(Items from a data source)
============================================================

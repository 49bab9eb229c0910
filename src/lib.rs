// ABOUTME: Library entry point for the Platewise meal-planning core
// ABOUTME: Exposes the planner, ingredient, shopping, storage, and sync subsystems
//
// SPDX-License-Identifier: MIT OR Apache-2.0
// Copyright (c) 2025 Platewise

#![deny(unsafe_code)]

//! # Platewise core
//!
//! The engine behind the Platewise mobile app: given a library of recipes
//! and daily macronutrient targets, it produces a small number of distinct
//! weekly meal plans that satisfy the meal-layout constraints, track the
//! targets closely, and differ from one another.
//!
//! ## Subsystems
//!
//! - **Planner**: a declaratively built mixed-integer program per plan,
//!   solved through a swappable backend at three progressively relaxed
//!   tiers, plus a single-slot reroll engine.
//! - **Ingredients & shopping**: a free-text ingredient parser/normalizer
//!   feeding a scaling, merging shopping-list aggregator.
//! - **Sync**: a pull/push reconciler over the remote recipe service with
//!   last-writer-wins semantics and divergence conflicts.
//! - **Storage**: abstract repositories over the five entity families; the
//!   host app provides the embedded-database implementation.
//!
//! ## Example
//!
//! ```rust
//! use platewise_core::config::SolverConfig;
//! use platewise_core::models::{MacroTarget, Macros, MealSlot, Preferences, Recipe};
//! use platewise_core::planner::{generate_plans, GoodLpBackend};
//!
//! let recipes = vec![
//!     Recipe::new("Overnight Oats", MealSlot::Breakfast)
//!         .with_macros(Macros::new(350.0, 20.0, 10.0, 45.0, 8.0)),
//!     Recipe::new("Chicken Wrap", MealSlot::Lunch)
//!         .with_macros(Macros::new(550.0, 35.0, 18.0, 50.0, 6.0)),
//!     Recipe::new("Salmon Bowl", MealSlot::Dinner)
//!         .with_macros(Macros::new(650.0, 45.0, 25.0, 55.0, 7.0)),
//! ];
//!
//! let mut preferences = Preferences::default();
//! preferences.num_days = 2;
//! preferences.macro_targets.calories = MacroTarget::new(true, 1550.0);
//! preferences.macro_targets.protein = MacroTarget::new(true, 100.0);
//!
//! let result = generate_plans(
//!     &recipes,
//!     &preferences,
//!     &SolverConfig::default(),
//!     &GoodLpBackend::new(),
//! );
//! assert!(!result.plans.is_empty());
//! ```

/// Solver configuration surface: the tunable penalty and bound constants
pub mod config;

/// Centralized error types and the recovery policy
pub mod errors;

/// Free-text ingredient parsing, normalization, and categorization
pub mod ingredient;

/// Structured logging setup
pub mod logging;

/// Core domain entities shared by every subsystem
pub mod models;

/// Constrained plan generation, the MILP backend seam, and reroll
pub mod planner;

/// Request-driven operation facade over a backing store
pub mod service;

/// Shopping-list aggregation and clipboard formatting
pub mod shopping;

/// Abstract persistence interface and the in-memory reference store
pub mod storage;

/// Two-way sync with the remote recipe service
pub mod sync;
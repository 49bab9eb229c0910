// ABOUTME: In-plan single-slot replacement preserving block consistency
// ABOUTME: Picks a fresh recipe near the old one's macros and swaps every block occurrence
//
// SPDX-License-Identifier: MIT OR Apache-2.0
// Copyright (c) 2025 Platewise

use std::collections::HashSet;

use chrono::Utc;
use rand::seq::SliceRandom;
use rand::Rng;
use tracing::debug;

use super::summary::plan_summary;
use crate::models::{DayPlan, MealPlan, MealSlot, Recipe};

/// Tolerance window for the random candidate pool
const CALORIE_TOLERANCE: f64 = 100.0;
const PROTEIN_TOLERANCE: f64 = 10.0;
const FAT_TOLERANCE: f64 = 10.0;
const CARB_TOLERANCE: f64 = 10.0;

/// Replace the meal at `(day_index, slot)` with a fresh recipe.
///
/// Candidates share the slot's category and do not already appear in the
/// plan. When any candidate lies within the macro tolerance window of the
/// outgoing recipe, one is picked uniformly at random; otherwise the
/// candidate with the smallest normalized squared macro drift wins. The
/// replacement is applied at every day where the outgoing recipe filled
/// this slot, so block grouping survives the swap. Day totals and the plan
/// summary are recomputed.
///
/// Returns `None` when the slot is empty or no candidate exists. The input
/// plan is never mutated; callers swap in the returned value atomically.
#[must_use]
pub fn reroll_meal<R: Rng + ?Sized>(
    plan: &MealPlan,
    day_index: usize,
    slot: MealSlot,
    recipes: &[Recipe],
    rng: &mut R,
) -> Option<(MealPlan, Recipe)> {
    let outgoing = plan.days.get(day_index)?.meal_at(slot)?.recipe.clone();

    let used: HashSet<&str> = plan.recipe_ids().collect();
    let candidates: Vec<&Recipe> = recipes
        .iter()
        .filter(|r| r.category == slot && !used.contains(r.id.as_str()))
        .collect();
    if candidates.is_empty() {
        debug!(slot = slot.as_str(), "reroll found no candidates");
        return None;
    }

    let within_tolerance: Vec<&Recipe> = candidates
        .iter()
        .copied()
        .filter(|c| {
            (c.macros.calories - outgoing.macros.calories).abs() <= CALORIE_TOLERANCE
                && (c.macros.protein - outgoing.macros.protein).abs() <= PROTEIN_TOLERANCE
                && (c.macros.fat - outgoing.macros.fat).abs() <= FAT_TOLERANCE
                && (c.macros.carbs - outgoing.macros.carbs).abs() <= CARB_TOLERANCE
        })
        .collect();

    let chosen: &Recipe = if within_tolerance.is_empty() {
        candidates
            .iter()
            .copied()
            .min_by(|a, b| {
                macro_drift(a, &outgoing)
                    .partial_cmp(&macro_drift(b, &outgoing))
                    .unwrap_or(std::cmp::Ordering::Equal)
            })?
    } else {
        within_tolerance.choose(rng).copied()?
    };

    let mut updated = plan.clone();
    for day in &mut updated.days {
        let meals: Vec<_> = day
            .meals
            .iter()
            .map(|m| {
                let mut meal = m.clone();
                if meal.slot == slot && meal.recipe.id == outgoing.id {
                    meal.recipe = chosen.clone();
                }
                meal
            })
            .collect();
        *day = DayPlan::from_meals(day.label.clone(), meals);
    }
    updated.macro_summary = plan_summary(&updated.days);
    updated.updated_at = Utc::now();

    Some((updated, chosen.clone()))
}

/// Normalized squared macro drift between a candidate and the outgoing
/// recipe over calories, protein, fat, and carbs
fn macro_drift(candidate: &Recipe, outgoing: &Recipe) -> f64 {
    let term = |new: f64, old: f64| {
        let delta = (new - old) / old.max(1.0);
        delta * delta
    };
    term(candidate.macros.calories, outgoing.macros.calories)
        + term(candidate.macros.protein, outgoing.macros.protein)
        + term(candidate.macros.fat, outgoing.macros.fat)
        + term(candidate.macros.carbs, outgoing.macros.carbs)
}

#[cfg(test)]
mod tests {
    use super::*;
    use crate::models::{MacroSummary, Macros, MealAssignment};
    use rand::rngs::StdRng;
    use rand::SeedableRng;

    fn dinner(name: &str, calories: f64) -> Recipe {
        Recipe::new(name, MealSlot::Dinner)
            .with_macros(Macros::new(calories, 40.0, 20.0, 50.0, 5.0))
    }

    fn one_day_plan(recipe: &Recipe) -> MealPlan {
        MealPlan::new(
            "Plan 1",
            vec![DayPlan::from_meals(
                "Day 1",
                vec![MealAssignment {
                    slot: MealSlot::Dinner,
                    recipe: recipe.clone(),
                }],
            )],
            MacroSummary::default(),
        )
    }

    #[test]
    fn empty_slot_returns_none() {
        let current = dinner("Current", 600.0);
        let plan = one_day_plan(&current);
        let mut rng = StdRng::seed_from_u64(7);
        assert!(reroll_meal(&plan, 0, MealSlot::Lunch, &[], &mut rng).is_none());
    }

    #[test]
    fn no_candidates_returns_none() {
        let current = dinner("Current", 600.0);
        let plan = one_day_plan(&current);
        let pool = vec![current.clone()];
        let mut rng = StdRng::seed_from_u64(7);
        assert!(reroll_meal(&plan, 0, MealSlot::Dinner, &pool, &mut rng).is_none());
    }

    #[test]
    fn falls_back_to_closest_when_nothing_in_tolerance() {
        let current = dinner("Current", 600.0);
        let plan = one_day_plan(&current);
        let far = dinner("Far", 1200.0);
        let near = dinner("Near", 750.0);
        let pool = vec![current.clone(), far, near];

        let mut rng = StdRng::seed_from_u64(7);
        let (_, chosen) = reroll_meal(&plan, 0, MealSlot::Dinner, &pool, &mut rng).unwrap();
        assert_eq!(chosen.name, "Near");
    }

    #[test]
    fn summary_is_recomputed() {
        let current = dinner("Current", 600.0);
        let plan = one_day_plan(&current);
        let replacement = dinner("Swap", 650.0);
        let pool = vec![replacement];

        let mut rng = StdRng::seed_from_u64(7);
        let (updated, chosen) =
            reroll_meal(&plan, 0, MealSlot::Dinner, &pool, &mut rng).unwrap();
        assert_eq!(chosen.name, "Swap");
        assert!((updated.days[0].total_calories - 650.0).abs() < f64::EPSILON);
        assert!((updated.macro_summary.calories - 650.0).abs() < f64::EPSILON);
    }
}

============================================================

#### [What you are asked to do]
Look above for the line containing "and the outgoing" and the line containing "use rand::SeedableRng;". Transcribe both, with the lines between them, exactly.

#### [Output for this exercise]
/// Normalized squared macro drift between a candidate and the outgoing
/// recipe over calories, protein, fat, and carbs
fn macro_drift(candidate: &Recipe, outgoing: &Recipe) -> f64 {
    let term = |new: f64, old: f64| {
        let delta = (new - old) / old.max(1.0);
        delta * delta
    };
    term(candidate.macros.calories, outgoing.macros.calories)
        + term(candidate.macros.protein, outgoing.macros.protein)
        + term(candidate.macros.fat, outgoing.macros.fat)
        + term(candidate.macros.carbs, outgoing.macros.carbs)
}

#[cfg(test)]
mod tests {
    use super::*;
    use crate::models::{MacroSummary, Macros, MealAssignment};
    use rand::rngs::StdRng;
    use rand::SeedableRng;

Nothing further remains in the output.